You are viewing a plain text version of this content. The canonical link for it is here.
Posted to commits@superset.apache.org by be...@apache.org on 2019/06/27 18:20:09 UTC
[incubator-superset] branch master updated: feat: query based on
all partitions (#7782)
This is an automated email from the ASF dual-hosted git repository.
beto pushed a commit to branch master
in repository https://gitbox.apache.org/repos/asf/incubator-superset.git
The following commit(s) were added to refs/heads/master by this push:
new 5994e43 feat: query based on all partitions (#7782)
5994e43 is described below
commit 5994e432d41330019d97e215b7250db4ebe29645
Author: Kim Truong <47...@users.noreply.github.com>
AuthorDate: Thu Jun 27 11:19:55 2019 -0700
feat: query based on all partitions (#7782)

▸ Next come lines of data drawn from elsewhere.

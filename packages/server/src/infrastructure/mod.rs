//! Infrastructure layer: concrete implementations of the domain seams.

pub mod connection;
pub mod dto;
pub mod registry;
pub mod renderer;
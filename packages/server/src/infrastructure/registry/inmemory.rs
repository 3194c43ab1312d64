//! InMemory Participant Registry 実装
//!
//! ドメイン層が定義する ParticipantRegistry trait の具体的な実装。
//! HashMap をインメモリのストアとして使用します。
//!
//! ## ロックの規律
//!
//! ロックは追加・削除・スナップショットのコピーの間だけ保持されます。
//! スナップショットは `Arc<Participant>` のコピーなので、呼び出し側は
//! ロックを保持せずに各参加者へ書き込めます。

use std::{collections::HashMap, sync::Arc};

use async_trait::async_trait;
use tokio::sync::RwLock;

use crate::domain::{Participant, ParticipantId, ParticipantRegistry, RegistryError};

/// インメモリ Participant Registry 実装
#[derive(Default)]
pub struct InMemoryParticipantRegistry {
    /// 接続中の参加者
    ///
    /// Key: ParticipantId
    /// Value: 共有された Participant
    participants: RwLock<HashMap<ParticipantId, Arc<Participant>>>,
}

impl InMemoryParticipantRegistry {
    /// 空の InMemoryParticipantRegistry を作成
    pub fn new() -> Self {
        Self::default()
    }
}

#[async_trait]
impl ParticipantRegistry for InMemoryParticipantRegistry {
    async fn add(&self, participant: Arc<Participant>) -> Result<(), RegistryError> {
        let mut participants = self.participants.write().await;
        let id = participant.id();
        if participants.contains_key(&id) {
            return Err(RegistryError::DuplicateParticipant(id));
        }
        participants.insert(id, participant);
        tracing::debug!("Participant '{}' added to registry", id);
        Ok(())
    }

    async fn remove(&self, id: &ParticipantId) -> Option<Arc<Participant>> {
        let removed = self.participants.write().await.remove(id);
        if removed.is_some() {
            tracing::debug!("Participant '{}' removed from registry", id);
        }
        removed
    }

    async fn snapshot(&self) -> Vec<Arc<Participant>> {
        let participants = self.participants.read().await;
        participants.values().cloned().collect()
    }

    async fn count(&self) -> usize {
        self.participants.read().await.len()
    }
}

#[cfg(test)]
mod tests {
    use super::*;
    use crate::{
        domain::{Category, DisplayName, ParticipantIdFactory, Timestamp},
        infrastructure::connection::ChannelFrameSink,
    };

    // ========================================
    // テスト作業記録
    // ========================================
    // 【何をテストするか】
    // - InMemoryParticipantRegistry の追加・削除・スナップショット・カウント
    // - 重複 ID の追加がエラーになること
    // - 存在しない ID の削除が何もしないこと（冪等性）
    //
    // 【なぜこのテストが必要か】
    // - Registry は参加・退出・配信のすべてから使われる共有状態の中核
    // - Count が常に「追加済みかつ未削除」の数と一致する必要がある
    //
    // 【どのようなシナリオをテストするか】
    // 1. 参加者追加の成功ケース
    // 2. 重複 ID の追加（論理エラー）
    // 3. 参加者削除と冪等な再削除
    // 4. 追加と削除を繰り返した後のカウント
    // 5. 同じ表示名の参加者が共存できること
    // ========================================

    fn create_participant(name: &str) -> Arc<Participant> {
        let (sink, _rx) = ChannelFrameSink::new();
        Arc::new(Participant::new(
            ParticipantIdFactory::generate(),
            DisplayName::new(name.to_string()).unwrap(),
            Category::Other,
            Timestamp::new(1000),
            Box::new(sink),
        ))
    }

    #[tokio::test]
    async fn test_add_participant_success() {
        // テスト項目: 参加者を追加するとスナップショットに含まれる
        // given (前提条件):
        let registry = InMemoryParticipantRegistry::new();
        let alice = create_participant("alice");

        // when (操作):
        let result = registry.add(alice.clone()).await;

        // then (期待する結果):
        assert!(result.is_ok());
        assert_eq!(registry.count().await, 1);
        let snapshot = registry.snapshot().await;
        assert_eq!(snapshot.len(), 1);
        assert_eq!(snapshot[0].id(), alice.id());
    }

    #[tokio::test]
    async fn test_add_duplicate_id_fails() {
        // テスト項目: 同じ ID の参加者を二重に追加するとエラーになる
        // given (前提条件):
        let registry = InMemoryParticipantRegistry::new();
        let alice = create_participant("alice");
        registry.add(alice.clone()).await.unwrap();

        // when (操作):
        let result = registry.add(alice.clone()).await;

        // then (期待する結果):
        assert_eq!(result, Err(RegistryError::DuplicateParticipant(alice.id())));
        assert_eq!(registry.count().await, 1);
    }

    #[tokio::test]
    async fn test_remove_participant_is_idempotent() {
        // テスト項目: 削除は一度目だけ参加者を返し、二度目は何もしない
        // given (前提条件):
        let registry = InMemoryParticipantRegistry::new();
        let alice = create_participant("alice");
        registry.add(alice.clone()).await.unwrap();

        // when (操作):
        let first = registry.remove(&alice.id()).await;
        let second = registry.remove(&alice.id()).await;

        // then (期待する結果):
        assert!(first.is_some());
        assert!(second.is_none());
        assert_eq!(registry.count().await, 0);
        assert!(registry.snapshot().await.is_empty());
    }

    #[tokio::test]
    async fn test_count_tracks_adds_and_removes() {
        // テスト項目: 任意の追加・削除の列の後、カウントが未削除の参加者数と一致する
        // given (前提条件):
        let registry = InMemoryParticipantRegistry::new();
        let participants: Vec<Arc<Participant>> = (0..10)
            .map(|i| create_participant(&format!("user{}", i)))
            .collect();

        // when (操作):
        let mut expected = 0usize;
        for (i, participant) in participants.iter().enumerate() {
            registry.add(participant.clone()).await.unwrap();
            expected += 1;
            if i % 3 == 0 {
                registry.remove(&participant.id()).await;
                expected -= 1;
            }
            // then (期待する結果):
            assert_eq!(registry.count().await, expected);
        }
        registry.remove(&participants[0].id()).await;
        assert_eq!(registry.count().await, expected);
        assert_eq!(registry.snapshot().await.len(), expected);
    }

    #[tokio::test]
    async fn test_same_display_name_is_allowed() {
        // テスト項目: 同じ表示名の参加者は別 ID として共存できる
        // given (前提条件):
        let registry = InMemoryParticipantRegistry::new();

        // when (操作):
        registry.add(create_participant("alice")).await.unwrap();
        registry.add(create_participant("alice")).await.unwrap();

        // then (期待する結果):
        assert_eq!(registry.count().await, 2);
    }

    #[tokio::test]
    async fn test_snapshot_is_a_point_in_time_copy() {
        // テスト項目: スナップショット取得後の削除はスナップショットに影響しない
        // given (前提条件):
        let registry = InMemoryParticipantRegistry::new();
        let alice = create_participant("alice");
        let bob = create_participant("bob");
        registry.add(alice.clone()).await.unwrap();
        registry.add(bob.clone()).await.unwrap();
        let before = registry.snapshot().await;

        // when (操作):
        registry.remove(&bob.id()).await;
        let after = registry.snapshot().await;

        // then (期待する結果):
        assert_eq!(before.len(), 2);
        assert_eq!(after.len(), 1);
        assert!(after.iter().all(|p| p.id() != bob.id()));
    }

    #[tokio::test]
    async fn test_concurrent_adds_and_removes() {
        // テスト項目: 並行して追加・削除しても最終カウントが一致する
        // given (前提条件):
        let registry = Arc::new(InMemoryParticipantRegistry::new());

        // when (操作):
        let mut handles = Vec::new();
        for i in 0..20 {
            let registry = registry.clone();
            handles.push(tokio::spawn(async move {
                let participant = create_participant(&format!("user{}", i));
                registry.add(participant.clone()).await.unwrap();
                if i % 2 == 0 {
                    registry.remove(&participant.id()).await;
                }
            }));
        }
        for handle in handles {
            handle.await.unwrap();
        }

        // then (期待する結果):
        assert_eq!(registry.count().await, 10);
    }
}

* feat: query based on all partitions
* fix: address Beto's comments
---
superset/db_engine_specs/presto.py | 29 +++++++++++++++++------------
tests/db_engine_specs_test.py | 22 +++++++++++++++++++++-
2 files changed, 38 insertions(+), 13 deletions(-)

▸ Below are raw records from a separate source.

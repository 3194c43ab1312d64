//! HTTP and WebSocket handlers.

mod http;
mod websocket;

pub use http::{chat_page, get_presence, health_check, login_page, metrics_exposition};
pub use websocket::websocket_handler;
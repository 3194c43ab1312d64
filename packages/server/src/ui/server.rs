//! Server execution logic.

use std::{future::Future, sync::Arc};

use axum::{Router, routing::get};
use tokio::net::TcpListener;
use tower_http::{services::ServeDir, trace::TraceLayer};

use crate::config::ServerConfig;

use super::{
    handler::{
        chat_page, get_presence, health_check, login_page, metrics_exposition, websocket_handler,
    },
    signal::shutdown_signal,
    state::AppState,
};

/// Chat relay server
///
/// # Example
///
/// ```ignore
/// let config = ServerConfig::with_addr("127.0.0.1:8404");
/// let state = build_app_state(&config, None);
/// Server::new(config, state).run().await?;
/// ```
pub struct Server {
    config: ServerConfig,
    state: Arc<AppState>,
}

impl Server {
    /// Create a new Server instance
    pub fn new(config: ServerConfig, state: Arc<AppState>) -> Self {
        Self { config, state }
    }

    /// Build the router with every route and middleware
    pub fn router(&self) -> Router {
        Router::new()
            // HTML ページ
            .route("/", get(login_page))
            .route("/login", get(login_page))
            .route("/chat", get(chat_page))
            // WebSocket エンドポイント
            .route("/ws", get(websocket_handler))
            // HTTP API
            .route("/api/health", get(health_check))
            .route("/api/presence", get(get_presence))
            .route("/metrics", get(metrics_exposition))
            // 静的ファイル
            .nest_service("/static", ServeDir::new(&self.config.static_dir))
            .layer(TraceLayer::new_for_http())
            .with_state(self.state.clone())
    }

    /// Bind the configured address and serve until Ctrl+C or SIGTERM
    ///
    /// # Errors
    ///
    /// Returns an error if the address cannot be bound or serving fails.
    pub async fn run(self) -> Result<(), Box<dyn std::error::Error>> {
        let listener = TcpListener::bind(&self.config.addr).await?;

        tracing::info!("Chat server listening on {}", listener.local_addr()?);
        tracing::info!("Open http://{}/ in a browser", self.config.addr);
        tracing::info!("Press Ctrl+C to shutdown gracefully");

        self.serve(listener, shutdown_signal()).await?;

        tracing::info!("Server shutdown complete");
        Ok(())
    }

    /// Serve on an already bound listener until `shutdown` resolves
    pub async fn serve<F>(self, listener: TcpListener, shutdown: F) -> std::io::Result<()>
    where
        F: Future<Output = ()> + Send + 'static,
    {
        let app = self.router();
        axum::serve(listener, app)
            .with_graceful_shutdown(shutdown)
            .await
    }
}
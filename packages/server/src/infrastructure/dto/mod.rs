//! Data Transfer Objects (DTOs) for the chat application.
//!
//! DTOs are organized by protocol:
//! - `websocket`: WebSocket frame DTOs
//! - `http`: HTTP API DTOs

pub mod conversion;
pub mod http;
pub mod websocket;
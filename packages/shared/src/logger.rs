//! Logging setup utilities for the Hiroba chat application.

use tracing_subscriber::{layer::SubscriberExt, util::SubscriberInitExt};

/// Crates whose log output is enabled at the default level.
const WORKSPACE_TARGETS: [&str; 3] = ["hiroba_server", "hiroba_shared", "tower_http"];

/// Build the default `EnvFilter` directive string.
///
/// Binary names use `-` but tracing targets use `_`, so the name is normalized.
pub fn default_directives(binary_name: &str, default_log_level: &str) -> String {
    let mut directives: Vec<String> = WORKSPACE_TARGETS
        .iter()
        .map(|target| format!("{}={}", target, default_log_level))
        .collect();
    directives.push(format!(
        "{}={}",
        binary_name.replace('-', "_"),
        default_log_level
    ));
    directives.join(",")
}

/// Initialize the tracing subscriber with the specified default log level.
///
/// The log level can be overridden using the `RUST_LOG` environment variable.
///
/// # Arguments
///
/// * `binary_name` - The name of the binary (e.g., "hiroba-server")
/// * `default_log_level` - The default log level (e.g., "debug", "info", "warn", "error")
///
/// # Examples
///
/// ```no_run
/// use hiroba_shared::logger::setup_logger;
///
/// setup_logger("hiroba-server", "info");
/// ```
pub fn setup_logger(binary_name: &str, default_log_level: &str) {
    tracing_subscriber::registry()
        .with(
            tracing_subscriber::EnvFilter::try_from_default_env()
                .unwrap_or_else(|_| default_directives(binary_name, default_log_level).into()),
        )
        .with(tracing_subscriber::fmt::layer())
        .init();
}
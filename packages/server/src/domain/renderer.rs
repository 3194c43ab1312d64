//! View rendering seam.

use super::{
    error::RenderError,
    value_object::{Category, DisplayName, MessageBody, Timestamp},
};

/// Everything the renderer knows how to turn into a payload.
#[derive(Debug, Clone, Copy, PartialEq, Eq)]
pub enum View<'a> {
    /// Login form page.
    Login,
    /// Chat shell for a validated participant; `partial` omits the page layout.
    ChatShell {
        name: &'a DisplayName,
        category: Category,
        partial: bool,
    },
    /// Chat message; `own` is true when the recipient is the sender.
    Message {
        name: &'a DisplayName,
        category: Category,
        body: &'a MessageBody,
        posted_at: Timestamp,
        own: bool,
    },
    Joined {
        name: &'a DisplayName,
        category: Category,
        at: Timestamp,
    },
    Left {
        name: &'a DisplayName,
        category: Category,
        at: Timestamp,
    },
    PresenceCount(usize),
}

impl View<'_> {
    pub fn name(&self) -> &'static str {
        match self {
            Self::Login => "login",
            Self::ChatShell { .. } => "chat-shell",
            Self::Message { .. } => "message",
            Self::Joined { .. } => "joined",
            Self::Left { .. } => "left",
            Self::PresenceCount(_) => "presence-count",
        }
    }
}

/// Pure rendering of a view into a transport payload.
pub trait ViewRenderer: Send + Sync {
    fn render(&self, view: &View<'_>) -> Result<String, RenderError>;
}
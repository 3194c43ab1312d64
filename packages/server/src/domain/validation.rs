//! Join input validation.

use super::{
    error::ValidationError,
    value_object::{Category, DisplayName},
};

/// A validated join request.
#[derive(Debug, Clone, PartialEq, Eq)]
pub struct JoinRequest {
    pub display_name: DisplayName,
    pub category: Category,
}

/// Validate the display name and category supplied at join time.
///
/// Missing fields are reported before malformed ones, so an empty name with an
/// unknown category is reported as a missing field.
pub fn validate_join(name: &str, category: &str) -> Result<JoinRequest, ValidationError> {
    if name.is_empty() {
        return Err(ValidationError::EmptyDisplayName);
    }
    if category.is_empty() {
        return Err(ValidationError::EmptyCategory);
    }
    let display_name = DisplayName::new(name.to_string())?;
    let category = category.parse::<Category>()?;
    Ok(JoinRequest {
        display_name,
        category,
    })
}
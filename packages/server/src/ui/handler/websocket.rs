//! WebSocket connection handler.

use std::sync::Arc;

use axum::{
    extract::{
        State,
        ws::{WebSocket, WebSocketUpgrade},
    },
    response::IntoResponse,
};
use futures_util::stream::StreamExt;

use crate::{
    infrastructure::connection::{WebSocketFrameSink, WebSocketFrameSource},
    ui::state::AppState,
};

pub async fn websocket_handler(
    ws: WebSocketUpgrade,
    State(state): State<Arc<AppState>>,
) -> impl IntoResponse {
    ws.on_upgrade(move |socket| handle_socket(socket, state))
}

/// Run one connection's presence lifecycle on its own task.
async fn handle_socket(socket: WebSocket, state: Arc<AppState>) {
    let (sender, receiver) = socket.split();
    let outcome = state
        .presence_lifecycle
        .run(
            WebSocketFrameSource::new(receiver),
            Box::new(WebSocketFrameSink::new(sender)),
        )
        .await;

    match outcome.participant_id {
        Some(id) => tracing::debug!(
            "Session of {} ended after {} messages: {:?}",
            id,
            outcome.messages,
            outcome.end
        ),
        None => tracing::debug!("Session ended before join: {:?}", outcome.end),
    }
}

diff --git a/superset/db_engine_specs/presto.py b/superset/db_engine_specs/presto.py
index f9888a2..63171f3 100644
--- a/superset/db_engine_specs/presto.py
+++ b/superset/db_engine_specs/presto.py
@@ -794,13 +794,13 @@ class PrestoEngineSpec(BaseEngineSpec):
if schema_name and "." not in table_name:
full_table_name = "{}.{}".format(schema_name, table_name)

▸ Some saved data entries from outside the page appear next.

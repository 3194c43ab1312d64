//! UseCase errors.

use thiserror::Error;

use crate::domain::RegistryError;

/// 参加処理のエラー
#[derive(Debug, Clone, PartialEq, Eq, Error)]
pub enum JoinError {
    /// Registry への登録に失敗（ID 生成の論理エラー）
    #[error("failed to register participant: {0}")]
    Registry(#[from] RegistryError),
}
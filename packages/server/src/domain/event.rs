//! Events fanned out to participants.

use super::{
    renderer::View,
    value_object::{Category, DisplayName, MessageBody, ParticipantId, Timestamp},
};

/// Something every current participant should be told about.
#[derive(Debug, Clone, PartialEq, Eq)]
pub enum ChatEvent {
    MessagePosted {
        sender_id: ParticipantId,
        sender_name: DisplayName,
        sender_category: Category,
        body: MessageBody,
        posted_at: Timestamp,
    },
    ParticipantJoined {
        name: DisplayName,
        category: Category,
        joined_at: Timestamp,
    },
    ParticipantLeft {
        name: DisplayName,
        category: Category,
        left_at: Timestamp,
    },
    PresenceCount(usize),
}

impl ChatEvent {
    /// Short name used in logs.
    pub fn kind(&self) -> &'static str {
        match self {
            Self::MessagePosted { .. } => "message-posted",
            Self::ParticipantJoined { .. } => "participant-joined",
            Self::ParticipantLeft { .. } => "participant-left",
            Self::PresenceCount(_) => "presence-count",
        }
    }

    /// Sender of a chat message; `None` for presence events.
    pub fn sender_id(&self) -> Option<ParticipantId> {
        match self {
            Self::MessagePosted { sender_id, .. } => Some(*sender_id),
            _ => None,
        }
    }

    /// Whether the rendered payload depends on who receives it.
    pub fn is_recipient_relative(&self) -> bool {
        self.sender_id().is_some()
    }

    /// The view a recipient sees. `own` only affects chat messages.
    pub fn view(&self, own: bool) -> View<'_> {
        match self {
            Self::MessagePosted {
                sender_name,
                sender_category,
                body,
                posted_at,
                ..
            } => View::Message {
                name: sender_name,
                category: *sender_category,
                body,
                posted_at: *posted_at,
                own,
            },
            Self::ParticipantJoined {
                name,
                category,
                joined_at,
            } => View::Joined {
                name,
                category: *category,
                at: *joined_at,
            },
            Self::ParticipantLeft {
                name,
                category,
                left_at,
            } => View::Left {
                name,
                category: *category,
                at: *left_at,
            },
            Self::PresenceCount(count) => View::PresenceCount(*count),
        }
    }
}
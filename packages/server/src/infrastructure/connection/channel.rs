//! mpsc チャンネルを使った FrameSink / FrameSource 実装
//!
//! ネットワークを介さずに Presence Lifecycle や Broadcaster を動かすための
//! プロセス内トランスポート。送信側を閉じると受信側のチャンネルも閉じます。

use async_trait::async_trait;
use tokio::sync::mpsc;

use crate::domain::{FrameSink, FrameSource, TransportError};

/// チャンネルへ書き込む FrameSink
pub struct ChannelFrameSink {
    sender: Option<mpsc::UnboundedSender<String>>,
}

impl ChannelFrameSink {
    /// 新しい ChannelFrameSink と、書き込まれたフレームを受け取る Receiver を作成
    pub fn new() -> (Self, mpsc::UnboundedReceiver<String>) {
        let (tx, rx) = mpsc::unbounded_channel();
        (Self { sender: Some(tx) }, rx)
    }
}

#[async_trait]
impl FrameSink for ChannelFrameSink {
    async fn send_text(&mut self, payload: String) -> Result<(), TransportError> {
        match &self.sender {
            Some(sender) => sender.send(payload).map_err(|_| TransportError::Closed),
            None => Err(TransportError::Closed),
        }
    }

    async fn close(&mut self) -> Result<(), TransportError> {
        self.sender.take();
        Ok(())
    }
}

/// チャンネルから読み出す FrameSource
///
/// 送信側がすべて drop されると、ピアが切断したものとして `None` を返します。
pub struct ChannelFrameSource {
    receiver: mpsc::UnboundedReceiver<Result<String, TransportError>>,
}

impl ChannelFrameSource {
    /// 新しい ChannelFrameSource と、フレームを送り込む Sender を作成
    pub fn new() -> (mpsc::UnboundedSender<Result<String, TransportError>>, Self) {
        let (tx, rx) = mpsc::unbounded_channel();
        (tx, Self { receiver: rx })
    }
}

#[async_trait]
impl FrameSource for ChannelFrameSource {
    async fn next_frame(&mut self) -> Option<Result<String, TransportError>> {
        self.receiver.recv().await
    }
}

pql = cls._partition_query(full_table_name)
- col_name, latest_part = cls.latest_partition(
+ col_names, latest_parts = cls.latest_partition(
table_name, schema_name, database, show_first=True
)
return {
"partitions": {
"cols": cols,
- "latest": {col_name: latest_part},
+ "latest": dict(zip(col_names, latest_parts)),
"partitionQuery": pql,
}
}
@@ -910,22 +910,26 @@ class PrestoEngineSpec(BaseEngineSpec):
@classmethod
def where_latest_partition(cls, table_name, schema, database, qry, columns=None):
try:
- col_name, value = cls.latest_partition(
+ col_names, values = cls.latest_partition(
table_name, schema, database, show_first=True
)
except Exception:
# table is not partitioned
return False
- if value is not None:
- for c in columns:
- if c.get("name") == col_name:
- return qry.where(Column(col_name) == value)
- return False
+
+ if values is None:
+ return False
+
+ column_names = {column.get('name') for column in columns or []}
+ for col_name, value in zip(col_names, values):
+ if col_name in column_names:
+ qry = qry.where(Column(col_name) == value)
+ return qry
@classmethod
def _latest_partition_from_df(cls, df):
if not df.empty:
- return df.to_records(index=False)[0][0]
+ return df.to_records(index=False)[0].item()
@classmethod
def latest_partition(cls, table_name, schema, database, show_first=False):
@@ -955,10 +959,11 @@ class PrestoEngineSpec(BaseEngineSpec):
"to use this function. You may want to use "
"`presto.latest_sub_partition`"
)
- part_field = indexes[0]["column_names"][0]
- sql = cls._partition_query(table_name, 1, [(part_field, True)])
+ column_names = indexes[0]["column_names"]
+ part_fields = [(column_name, True) for column_name in column_names]
+ sql = cls._partition_query(table_name, 1, part_fields)
df = database.get_df(sql, schema)
- return part_field, cls._latest_partition_from_df(df)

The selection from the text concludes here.